## Available data

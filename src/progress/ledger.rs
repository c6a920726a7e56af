//! Run lifecycle helpers on top of [`RunStore`].

use std::sync::atomic::{AtomicU64, Ordering};
use std::sync::Arc;

use serde::Serialize;
use serde_json::Value;
use tracing::warn;

use crate::error::{PipelineError, StorageError};
use crate::progress::event::{RunEndedData, RunStartedData};
use crate::progress::store::{RunRecord, RunStatus, RunStore};
use crate::status::now_millis;

static RUN_COUNTER: AtomicU64 = AtomicU64::new(1);

#[derive(Clone)]
pub struct RunLedger {
    store: Arc<RunStore>,
}

impl RunLedger {
    pub fn new(db: sled::Db) -> Result<Self, StorageError> {
        Ok(Self {
            store: RunStore::shared(db)?,
        })
    }

    pub fn start_run(&self, command: &str) -> Result<String, PipelineError> {
        let run_id = new_run_id();
        let record = RunRecord {
            run_id: run_id.clone(),
            command: command.to_string(),
            started_at_ms: now_millis(),
            ended_at_ms: None,
            status: RunStatus::Active,
            next_seq: 1,
            error: None,
            summary: None,
        };
        self.store.put_run(&record)?;
        self.store.append_event(
            &run_id,
            "run_started",
            to_value(&RunStartedData {
                command: command.to_string(),
            })?,
        )?;
        self.store.flush()?;
        Ok(run_id)
    }

    pub fn finish_run(
        &self,
        run_id: &str,
        status: RunStatus,
        summary: Option<Value>,
        error: Option<String>,
    ) -> Result<(), PipelineError> {
        self.store.append_event(
            run_id,
            "run_ended",
            to_value(&RunEndedData {
                status: status.as_str().to_string(),
                error: error.clone(),
            })?,
        )?;
        let mut record = self
            .store
            .get_run(run_id)?
            .ok_or_else(|| PipelineError::NotFound(format!("run {run_id}")))?;
        record.status = status;
        record.ended_at_ms = Some(now_millis());
        record.summary = summary;
        record.error = error;
        self.store.put_run(&record)?;
        self.store.flush()?;
        Ok(())
    }

    pub fn record_event<T: Serialize>(
        &self,
        run_id: &str,
        event_type: &str,
        data: &T,
    ) -> Result<(), PipelineError> {
        self.store.append_event(run_id, event_type, to_value(data)?)?;
        self.store.flush()?;
        Ok(())
    }

    /// Ledger writes never fail a run.
    pub fn record_event_best_effort<T: Serialize>(&self, run_id: &str, event_type: &str, data: &T) {
        if let Err(err) = self.record_event(run_id, event_type, data) {
            warn!(
                run_id = %run_id,
                event_type = %event_type,
                error = %err,
                "failed to record run event"
            );
        }
    }

    pub fn mark_interrupted_runs(&self) -> Result<usize, PipelineError> {
        let changed = self.store.mark_interrupted_runs()?;
        self.store.flush()?;
        Ok(changed)
    }

    pub fn recent_runs(&self, limit: usize) -> Result<Vec<RunRecord>, PipelineError> {
        let mut runs = self.store.list_runs()?;
        runs.truncate(limit);
        Ok(runs)
    }

    pub fn store(&self) -> &RunStore {
        &self.store
    }
}

pub fn new_run_id() -> String {
    let ts = now_millis();
    let pid = std::process::id();
    let seq = RUN_COUNTER.fetch_add(1, Ordering::Relaxed);
    format!("run-{ts}-{pid}-{seq}")
}

fn to_value<T: Serialize>(data: &T) -> Result<Value, PipelineError> {
    serde_json::to_value(data)
        .map_err(|e| PipelineError::Storage(crate::error::to_storage_data(e)))
}
//! Content validation
//!
//! Three ordered stages, stopping at the first one that fails:
//! schema compliance, content quality heuristics, then similarity against
//! content already accepted for the same combination. An optional LLM judge
//! ([`crate::judge`]) may review what these stages accept.

use serde::{Deserialize, Serialize};
use tracing::warn;

use crate::content::AcceptedContent;
use crate::producer::CandidateContent;
use crate::resolver::GenerationSpec;
use crate::schema::ContentSchema;
use crate::status::FailureReason;

pub mod compliance;
pub mod language;
pub mod quality;
pub mod similarity;

pub use language::detect_language;
pub use similarity::{jaccard_similarity, normalize_text};

/// Similarity at or above this is treated as a duplicate unless configured otherwise.
pub const DEFAULT_SIMILARITY_THRESHOLD: f64 = 0.85;

/// Penalty per soft warning when computing the quality score.
const WARNING_PENALTY: f64 = 0.1;

#[derive(Debug, Clone, Copy, PartialEq, Eq, Serialize, Deserialize)]
#[serde(rename_all = "snake_case")]
pub enum Verdict {
    Accepted,
    Rejected,
    Retryable,
}

#[derive(Debug, Clone, Copy, PartialEq, Eq, Serialize, Deserialize)]
#[serde(rename_all = "snake_case")]
pub enum Stage {
    Schema,
    Quality,
    Similarity,
    Judge,
}

#[derive(Debug, Clone, PartialEq, Eq, Serialize, Deserialize)]
pub struct Violation {
    pub stage: Stage,
    pub field: Option<String>,
    /// Stable machine-readable code, e.g. `missing`, `too_long`, `placeholder`
    pub code: String,
    pub message: String,
}

impl Violation {
    pub fn new(stage: Stage, field: Option<&str>, code: &str, message: impl Into<String>) -> Self {
        Self {
            stage,
            field: field.map(str::to_string),
            code: code.to_string(),
            message: message.into(),
        }
    }
}

#[derive(Debug, Clone, PartialEq, Serialize, Deserialize)]
pub struct ValidationResult {
    pub verdict: Verdict,
    pub violations: Vec<Violation>,
    /// In [0, 1]
    pub quality_score: f64,
    pub reason: Option<FailureReason>,
    pub low_diversity: bool,
    /// Soft findings that lower the score without failing validation
    pub warnings: Vec<String>,
    /// Signature of the schema violations, used to detect repeated identical failures
    pub signature: Option<String>,
}

impl ValidationResult {
    pub(crate) fn accepted(quality_score: f64, warnings: Vec<String>, low_diversity: bool) -> Self {
        Self {
            verdict: Verdict::Accepted,
            violations: Vec::new(),
            quality_score,
            reason: None,
            low_diversity,
            warnings,
            signature: None,
        }
    }

    /// One-line description of the violations, for status rows and logs.
    pub fn summary(&self) -> String {
        if self.violations.is_empty() {
            return self
                .reason
                .map(|r| r.as_str().to_string())
                .unwrap_or_else(|| "ok".to_string());
        }
        self.violations
            .iter()
            .map(|v| v.message.as_str())
            .collect::<Vec<_>>()
            .join("; ")
    }
}

/// Attempt bookkeeping the validator needs to pick between retry and terminal verdicts.
#[derive(Debug, Clone, Copy)]
pub struct ValidationContext<'a> {
    /// 1-based attempt number
    pub attempt: u32,
    pub max_attempts: u32,
    /// Consecutive identical schema violations that turn into a rejection
    pub repeat_limit: u32,
    pub previous_signature: Option<&'a str>,
    pub previous_streak: u32,
    /// Content already accepted for the same combination
    pub accepted: &'a [AcceptedContent],
}

impl ValidationContext<'_> {
    pub fn is_final_attempt(&self) -> bool {
        self.attempt >= self.max_attempts
    }
}

#[derive(Debug, Clone)]
pub struct ContentValidator {
    similarity_threshold: f64,
}

impl Default for ContentValidator {
    fn default() -> Self {
        Self::new(DEFAULT_SIMILARITY_THRESHOLD)
    }
}

impl ContentValidator {
    pub fn new(similarity_threshold: f64) -> Self {
        Self {
            similarity_threshold,
        }
    }

    pub fn validate(
        &self,
        candidate: &CandidateContent,
        schema: &ContentSchema,
        spec: &GenerationSpec,
        ctx: &ValidationContext<'_>,
    ) -> ValidationResult {
        let violations = compliance::check(candidate, schema);
        if !violations.is_empty() {
            let signature = compliance::signature(&violations);
            let streak = if ctx.previous_signature == Some(signature.as_str()) {
                ctx.previous_streak + 1
            } else {
                1
            };
            let verdict = if streak >= ctx.repeat_limit {
                Verdict::Rejected
            } else {
                Verdict::Retryable
            };
            return ValidationResult {
                verdict,
                violations,
                quality_score: 0.0,
                reason: Some(FailureReason::SchemaViolation),
                low_diversity: false,
                warnings: Vec::new(),
                signature: Some(signature),
            };
        }

        let (violations, warnings) = quality::check(candidate, schema, spec);
        let quality_score = (1.0 - WARNING_PENALTY * warnings.len() as f64).max(0.0);
        if !violations.is_empty() {
            return ValidationResult {
                verdict: Verdict::Retryable,
                violations,
                quality_score,
                reason: Some(FailureReason::QualityViolation),
                low_diversity: false,
                warnings,
                signature: None,
            };
        }

        let spec_key = spec.key();
        let siblings: Vec<&AcceptedContent> = ctx
            .accepted
            .iter()
            .filter(|c| c.spec_key != spec_key)
            .collect();
        if let Some((closest, score)) =
            similarity::closest(candidate, siblings.iter().copied())
        {
            if score >= self.similarity_threshold {
                if ctx.is_final_attempt() {
                    warn!(
                        spec_key = %spec_key,
                        similar_to = %closest.spec_key,
                        similarity = score,
                        "Accepting near-duplicate content on final attempt"
                    );
                    return ValidationResult::accepted(quality_score, warnings, true);
                }
                return ValidationResult {
                    verdict: Verdict::Retryable,
                    violations: vec![Violation::new(
                        Stage::Similarity,
                        None,
                        "near_duplicate",
                        format!(
                            "similarity {:.2} with {} is at or above {:.2}",
                            score, closest.spec_key, self.similarity_threshold
                        ),
                    )],
                    quality_score,
                    reason: Some(FailureReason::DuplicateContent),
                    low_diversity: false,
                    warnings,
                    signature: None,
                };
            }
        }

        ValidationResult::accepted(quality_score, warnings, false)
    }
}
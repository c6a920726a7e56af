//! Judge stage: passing scores become the stored quality score, low scores and
//! judge failures retry the attempt.

use std::sync::atomic::{AtomicUsize, Ordering};
use std::sync::Arc;

use async_trait::async_trait;
use coursegen::content::{ContentStore, SledContentStore};
use coursegen::error::ProducerError;
use coursegen::judge::{ContentJudge, JudgeRequest, Judgement};
use coursegen::pipeline::{Pipeline, RunOptions};
use coursegen::resolver::expand;
use coursegen::schema::SchemaRegistry;
use coursegen::status::{FailureReason, GenerationState};
use tempfile::TempDir;

use crate::integration::test_utils::{
    good_candidate, single_combination_catalog, test_config, ScriptedProducer,
};

type Respond = dyn Fn(&JudgeRequest<'_>) -> Result<Judgement, ProducerError> + Send + Sync;

struct ScriptedJudge {
    respond: Box<Respond>,
    calls: AtomicUsize,
}

impl ScriptedJudge {
    fn new<F>(respond: F) -> Arc<Self>
    where
        F: Fn(&JudgeRequest<'_>) -> Result<Judgement, ProducerError> + Send + Sync + 'static,
    {
        Arc::new(Self {
            respond: Box::new(respond),
            calls: AtomicUsize::new(0),
        })
    }

    fn calls(&self) -> usize {
        self.calls.load(Ordering::SeqCst)
    }
}

#[async_trait]
impl ContentJudge for ScriptedJudge {
    async fn judge(&self, request: &JudgeRequest<'_>) -> Result<Judgement, ProducerError> {
        self.calls.fetch_add(1, Ordering::SeqCst);
        (self.respond)(request)
    }

    fn name(&self) -> &str {
        "scripted-judge"
    }
}

fn options() -> RunOptions {
    RunOptions {
        batch_size: 10,
        variations_per_combo: 2,
        concurrency: 2,
        ..RunOptions::default()
    }
}

fn judged_pipeline(
    dir: &TempDir,
    producer: Arc<ScriptedProducer>,
    judge: Arc<ScriptedJudge>,
) -> (Pipeline, sled::Db) {
    let db = sled::open(dir.path().join("store")).unwrap();
    let pipeline = Pipeline::new(
        single_combination_catalog(),
        SchemaRegistry::builtin(),
        db.clone(),
        producer,
        test_config(),
    )
    .unwrap()
    .with_owner("test-worker")
    .with_judge(judge, 0.5);
    (pipeline, db)
}

#[tokio::test]
async fn passing_judge_score_is_stored_as_quality_score() {
    let dir = TempDir::new().unwrap();
    let judge = ScriptedJudge::new(|_| Ok(Judgement::new(0.92, "clear and correct")));
    let (pipeline, db) = judged_pipeline(&dir, ScriptedProducer::always_good(), judge.clone());

    let summary = pipeline.run(&options()).await.unwrap();
    assert_eq!(summary.report.accepted, 2);
    assert_eq!(summary.report.retried, 0);
    assert_eq!(judge.calls(), 2);

    let content = SledContentStore::new(&db).unwrap();
    let combination = expand(&single_combination_catalog()).unwrap().remove(0);
    let stored = content.accepted_for(&combination.id).await.unwrap();
    assert_eq!(stored.len(), 2);
    assert!(stored.iter().all(|record| record.quality_score == 0.92));
}

#[tokio::test]
async fn low_score_retries_with_fresh_content() {
    let dir = TempDir::new().unwrap();
    let producer = ScriptedProducer::always_good();
    let judge = ScriptedJudge::new(|request| {
        if request.attempt == 1 {
            Ok(Judgement::new(0.2, "topic mismatch"))
        } else {
            Ok(Judgement::new(0.75, "good"))
        }
    });
    let (pipeline, db) = judged_pipeline(&dir, producer.clone(), judge.clone());

    let summary = pipeline.run(&options()).await.unwrap();
    assert_eq!(summary.report.retried, 2);
    assert_eq!(summary.report.accepted, 2);
    assert_eq!(summary.breakdown.completed, 2);
    assert_eq!(producer.calls(), 4);
    assert_eq!(judge.calls(), 4);

    let seeds: Vec<u64> = producer.requests().iter().map(|(_, _, seed)| *seed).collect();
    assert!(seeds.contains(&1000) && seeds.contains(&1001), "retries use a new seed");

    let content = SledContentStore::new(&db).unwrap();
    for row in pipeline.list(None, &Default::default()).unwrap() {
        assert_eq!(row.state, GenerationState::Completed);
        assert_eq!(row.attempts, 2);
        let record = content.get(&row.key).await.unwrap().unwrap();
        assert_eq!(record.attempts, 2);
        assert_eq!(record.quality_score, 0.75);
    }
}

#[tokio::test]
async fn judge_below_threshold_on_every_attempt_fails_with_quality_violation() {
    let dir = TempDir::new().unwrap();
    let producer = ScriptedProducer::always_good();
    let judge = ScriptedJudge::new(|_| Ok(Judgement::new(0.1, "not in the target language")));
    let (pipeline, _db) = judged_pipeline(&dir, producer.clone(), judge.clone());

    let summary = pipeline.run(&options()).await.unwrap();
    assert_eq!(summary.report.failed, 2);
    assert_eq!(summary.report.accepted, 0);
    assert_eq!(judge.calls(), 6, "two specs, three attempts each");
    assert_eq!(
        summary.breakdown.failures_by_reason.get("quality_violation"),
        Some(&2)
    );
    assert_eq!(summary.exit_code(), 2);

    for row in pipeline.list(None, &Default::default()).unwrap() {
        assert_eq!(row.state, GenerationState::Failed);
        assert_eq!(row.failure_reason, Some(FailureReason::QualityViolation));
        assert!(row
            .last_error
            .as_deref()
            .unwrap()
            .contains("not in the target language"));
    }
}

#[tokio::test]
async fn judge_errors_retry_and_heuristic_failures_skip_the_judge() {
    let dir = TempDir::new().unwrap();
    let producer = ScriptedProducer::new(|request| {
        let mut candidate = good_candidate(request.variation_seed);
        if request.spec.variation == 1 {
            candidate.fields.remove("theory");
        }
        Ok(candidate)
    });
    let judge = ScriptedJudge::new(|request| {
        if request.attempt == 1 {
            Err(ProducerError::Service("HTTP 503".to_string()))
        } else {
            Ok(Judgement::new(0.8, "fine"))
        }
    });
    let (pipeline, _db) = judged_pipeline(&dir, producer.clone(), judge.clone());

    let summary = pipeline.run(&options()).await.unwrap();

    // Variation 0: judge error, then accepted. Variation 1: schema violations only.
    assert_eq!(judge.calls(), 2);
    assert_eq!(summary.report.accepted, 1);
    assert_eq!(summary.report.failed, 1);
    assert_eq!(
        summary.breakdown.failures_by_reason.get("schema_violation"),
        Some(&1)
    );
}
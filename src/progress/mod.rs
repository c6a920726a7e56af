//! Run ledger: durable per-run records and events.

pub mod event;
pub mod ledger;
pub mod store;

pub use event::{BatchEventData, RunEndedData, RunEvent, RunStartedData, SeedEventData};
pub use ledger::{new_run_id, RunLedger};
pub use store::{RunRecord, RunStatus, RunStore};
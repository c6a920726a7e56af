//! Cooperative cancellation shared between the trigger surface and workers.

use std::sync::Arc;
use tokio::sync::watch;

#[derive(Debug, Clone)]
pub struct CancellationSignal {
    sender: Arc<watch::Sender<bool>>,
    receiver: watch::Receiver<bool>,
}

impl Default for CancellationSignal {
    fn default() -> Self {
        Self::new()
    }
}

impl CancellationSignal {
    pub fn new() -> Self {
        let (sender, receiver) = watch::channel(false);
        Self {
            sender: Arc::new(sender),
            receiver,
        }
    }

    /// Idempotent.
    pub fn cancel(&self) {
        self.sender.send_replace(true);
    }

    pub fn is_cancelled(&self) -> bool {
        *self.receiver.borrow()
    }

    /// Resolves once `cancel` has been called on any clone.
    pub async fn cancelled(&self) {
        let mut receiver = self.receiver.clone();
        while !*receiver.borrow_and_update() {
            if receiver.changed().await.is_err() {
                return;
            }
        }
    }
}
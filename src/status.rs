//! Per-spec generation status
//!
//! One durable record per (combination, variation). The record is the single
//! source of truth for resumability: every state change goes through a
//! compare-and-swap in [`StatusStore`].

use crate::resolver::{GenerationSpec, SpecKey};
use serde::{Deserialize, Serialize};
use std::collections::BTreeMap;
use std::fmt;

pub mod store;

pub use store::{Claim, SeedReport, StatusStore};

#[derive(Debug, Clone, Copy, PartialEq, Eq, Hash, PartialOrd, Ord, Serialize, Deserialize)]
#[serde(rename_all = "snake_case")]
pub enum GenerationState {
    Pending,
    InProgress,
    Completed,
    Failed,
}

impl GenerationState {
    pub fn as_str(&self) -> &'static str {
        match self {
            GenerationState::Pending => "pending",
            GenerationState::InProgress => "in_progress",
            GenerationState::Completed => "completed",
            GenerationState::Failed => "failed",
        }
    }

    pub fn parse(value: &str) -> Option<Self> {
        match value {
            "pending" => Some(GenerationState::Pending),
            "in_progress" => Some(GenerationState::InProgress),
            "completed" => Some(GenerationState::Completed),
            "failed" => Some(GenerationState::Failed),
            _ => None,
        }
    }
}

impl fmt::Display for GenerationState {
    fn fmt(&self, f: &mut fmt::Formatter<'_>) -> fmt::Result {
        f.write_str(self.as_str())
    }
}

/// Stable reason codes recorded on failed rows.
#[derive(Debug, Clone, Copy, PartialEq, Eq, Hash, PartialOrd, Ord, Serialize, Deserialize)]
#[serde(rename_all = "snake_case")]
pub enum FailureReason {
    UnknownSchema,
    SchemaViolation,
    QualityViolation,
    DuplicateContent,
    ProducerFailure,
    Rejected,
}

impl FailureReason {
    pub fn as_str(&self) -> &'static str {
        match self {
            FailureReason::UnknownSchema => "unknown_schema",
            FailureReason::SchemaViolation => "schema_violation",
            FailureReason::QualityViolation => "quality_violation",
            FailureReason::DuplicateContent => "duplicate_content",
            FailureReason::ProducerFailure => "producer_failure",
            FailureReason::Rejected => "rejected",
        }
    }
}

impl fmt::Display for FailureReason {
    fn fmt(&self, f: &mut fmt::Formatter<'_>) -> fmt::Result {
        f.write_str(self.as_str())
    }
}

#[derive(Debug, Clone, PartialEq, Eq, Serialize, Deserialize)]
pub struct Lease {
    /// Token of the claim holding the row
    pub owner: String,
    pub expires_at_ms: u64,
}

impl Lease {
    pub fn is_expired(&self, now_ms: u64) -> bool {
        self.expires_at_ms <= now_ms
    }
}

#[derive(Debug, Clone, PartialEq, Eq, Serialize, Deserialize)]
pub struct GenerationStatus {
    pub key: SpecKey,
    pub spec: GenerationSpec,
    pub state: GenerationState,
    /// Attempts consumed so far
    pub attempts: u32,
    pub last_error: Option<String>,
    pub failure_reason: Option<FailureReason>,
    /// Signature of the most recent schema violation and how many consecutive attempts produced it
    pub violation_signature: Option<String>,
    pub violation_streak: u32,
    pub lease: Option<Lease>,
    pub created_at_ms: u64,
    pub updated_at_ms: u64,
    pub claimed_at_ms: Option<u64>,
    pub completed_at_ms: Option<u64>,
}

impl GenerationStatus {
    pub fn new(spec: GenerationSpec, now_ms: u64) -> Self {
        GenerationStatus {
            key: spec.key(),
            spec,
            state: GenerationState::Pending,
            attempts: 0,
            last_error: None,
            failure_reason: None,
            violation_signature: None,
            violation_streak: 0,
            lease: None,
            created_at_ms: now_ms,
            updated_at_ms: now_ms,
            claimed_at_ms: None,
            completed_at_ms: None,
        }
    }

    /// Pending, or in progress under a lease that has run out.
    pub fn is_claimable(&self, now_ms: u64) -> bool {
        match self.state {
            GenerationState::Pending => true,
            GenerationState::InProgress => self
                .lease
                .as_ref()
                .map_or(true, |lease| lease.is_expired(now_ms)),
            GenerationState::Completed | GenerationState::Failed => false,
        }
    }

    pub fn is_reclaimable(&self, now_ms: u64) -> bool {
        self.state == GenerationState::InProgress && self.is_claimable(now_ms)
    }

    /// Claim order: combination priority, then spec key.
    pub fn claim_order(&self) -> (u32, &SpecKey) {
        (self.spec.combination.priority, &self.key)
    }
}

/// Counts per state for the status report.
#[derive(Debug, Clone, Default, PartialEq, Eq, Serialize, Deserialize)]
pub struct StatusBreakdown {
    pub total: usize,
    pub pending: usize,
    pub in_progress: usize,
    pub completed: usize,
    pub failed: usize,
    /// In progress with an expired lease
    pub reclaimable: usize,
    /// Failed after using the whole retry budget
    pub exhausted: usize,
    pub failures_by_reason: BTreeMap<String, usize>,
}

impl StatusBreakdown {
    pub fn completion_rate(&self) -> f64 {
        if self.total == 0 {
            0.0
        } else {
            self.completed as f64 / self.total as f64 * 100.0
        }
    }

    pub fn count(&self, state: GenerationState) -> usize {
        match state {
            GenerationState::Pending => self.pending,
            GenerationState::InProgress => self.in_progress,
            GenerationState::Completed => self.completed,
            GenerationState::Failed => self.failed,
        }
    }
}

pub fn now_millis() -> u64 {
    chrono::Utc::now().timestamp_millis().max(0) as u64
}
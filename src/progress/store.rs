//! Durable sled-backed run ledger.

use std::sync::Arc;

use serde::{Deserialize, Serialize};
use serde_json::Value;
use sled::{Db, Tree};

use crate::error::{to_storage_data, to_storage_io, StorageError};
use crate::progress::event::RunEvent;
use crate::status::now_millis;

const TREE_RUNS: &str = "runs";
const TREE_EVENTS: &str = "run_events";
const EVENT_KEY_PAD: usize = 20;

#[derive(Debug, Clone, Copy, PartialEq, Eq, Serialize, Deserialize)]
#[serde(rename_all = "snake_case")]
pub enum RunStatus {
    Active,
    Completed,
    Failed,
    Cancelled,
    Interrupted,
}

impl RunStatus {
    pub fn as_str(self) -> &'static str {
        match self {
            RunStatus::Active => "active",
            RunStatus::Completed => "completed",
            RunStatus::Failed => "failed",
            RunStatus::Cancelled => "cancelled",
            RunStatus::Interrupted => "interrupted",
        }
    }

    pub fn is_finished(self) -> bool {
        !matches!(self, RunStatus::Active)
    }
}

#[derive(Debug, Clone, Serialize, Deserialize)]
pub struct RunRecord {
    pub run_id: String,
    pub command: String,
    pub started_at_ms: u64,
    pub ended_at_ms: Option<u64>,
    pub status: RunStatus,
    pub next_seq: u64,
    pub error: Option<String>,
    /// Final run summary, serialized as written by the pipeline
    pub summary: Option<Value>,
}

#[derive(Clone)]
pub struct RunStore {
    db: Db,
    runs: Tree,
    events: Tree,
}

impl RunStore {
    pub fn new(db: Db) -> Result<Self, StorageError> {
        let runs = db.open_tree(TREE_RUNS).map_err(to_storage_io)?;
        let events = db.open_tree(TREE_EVENTS).map_err(to_storage_io)?;
        Ok(Self { db, runs, events })
    }

    pub fn shared(db: Db) -> Result<Arc<Self>, StorageError> {
        Ok(Arc::new(Self::new(db)?))
    }

    pub fn put_run(&self, record: &RunRecord) -> Result<(), StorageError> {
        let value = serde_json::to_vec(record).map_err(to_storage_data)?;
        self.runs
            .insert(record.run_id.as_bytes(), value)
            .map_err(to_storage_io)?;
        Ok(())
    }

    pub fn get_run(&self, run_id: &str) -> Result<Option<RunRecord>, StorageError> {
        let Some(raw) = self.runs.get(run_id.as_bytes()).map_err(to_storage_io)? else {
            return Ok(None);
        };
        let parsed = serde_json::from_slice(&raw).map_err(to_storage_data)?;
        Ok(Some(parsed))
    }

    /// Most recent first.
    pub fn list_runs(&self) -> Result<Vec<RunRecord>, StorageError> {
        let mut out = Vec::new();
        for result in self.runs.iter() {
            let (_, value) = result.map_err(to_storage_io)?;
            let rec: RunRecord = serde_json::from_slice(&value).map_err(to_storage_data)?;
            out.push(rec);
        }
        out.sort_by_key(|r| std::cmp::Reverse(r.started_at_ms));
        Ok(out)
    }

    /// Appends an event and bumps the run's sequence counter.
    pub fn append_event(
        &self,
        run_id: &str,
        event_type: &str,
        data: Value,
    ) -> Result<RunEvent, StorageError> {
        let mut run = self
            .get_run(run_id)?
            .ok_or_else(|| StorageError::NotFound(format!("run {run_id}")))?;
        let event = RunEvent {
            run_id: run_id.to_string(),
            seq: run.next_seq,
            ts_ms: now_millis(),
            event_type: event_type.to_string(),
            data,
        };
        let key = encode_event_key(run_id, event.seq);
        let value = serde_json::to_vec(&event).map_err(to_storage_data)?;
        self.events
            .insert(key.as_bytes(), value)
            .map_err(to_storage_io)?;
        run.next_seq += 1;
        self.put_run(&run)?;
        Ok(event)
    }

    pub fn read_events(&self, run_id: &str) -> Result<Vec<RunEvent>, StorageError> {
        let prefix = format!("{run_id}:");
        let mut out = Vec::new();
        for result in self.events.scan_prefix(prefix.as_bytes()) {
            let (_, value) = result.map_err(to_storage_io)?;
            let parsed: RunEvent = serde_json::from_slice(&value).map_err(to_storage_data)?;
            out.push(parsed);
        }
        out.sort_by_key(|e| e.seq);
        Ok(out)
    }

    /// Runs still `active` belong to a process that died; mark them interrupted.
    pub fn mark_interrupted_runs(&self) -> Result<usize, StorageError> {
        let mut changed = 0usize;
        for mut run in self.list_runs()? {
            if run.status == RunStatus::Active {
                run.status = RunStatus::Interrupted;
                run.ended_at_ms = Some(now_millis());
                self.put_run(&run)?;
                changed += 1;
            }
        }
        Ok(changed)
    }

    pub fn flush(&self) -> Result<(), StorageError> {
        self.db.flush().map_err(to_storage_io)?;
        Ok(())
    }
}

fn encode_event_key(run_id: &str, seq: u64) -> String {
    format!("{run_id}:{seq:0EVENT_KEY_PAD$}")
}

## Exercise
Reproduce every line of the records containing the string "changed".

## Task result
        let changed = self.store.mark_interrupted_runs()?;
        Ok(changed)
            if receiver.changed().await.is_err() {
        let mut changed = 0usize;
                changed += 1;
        Ok(changed)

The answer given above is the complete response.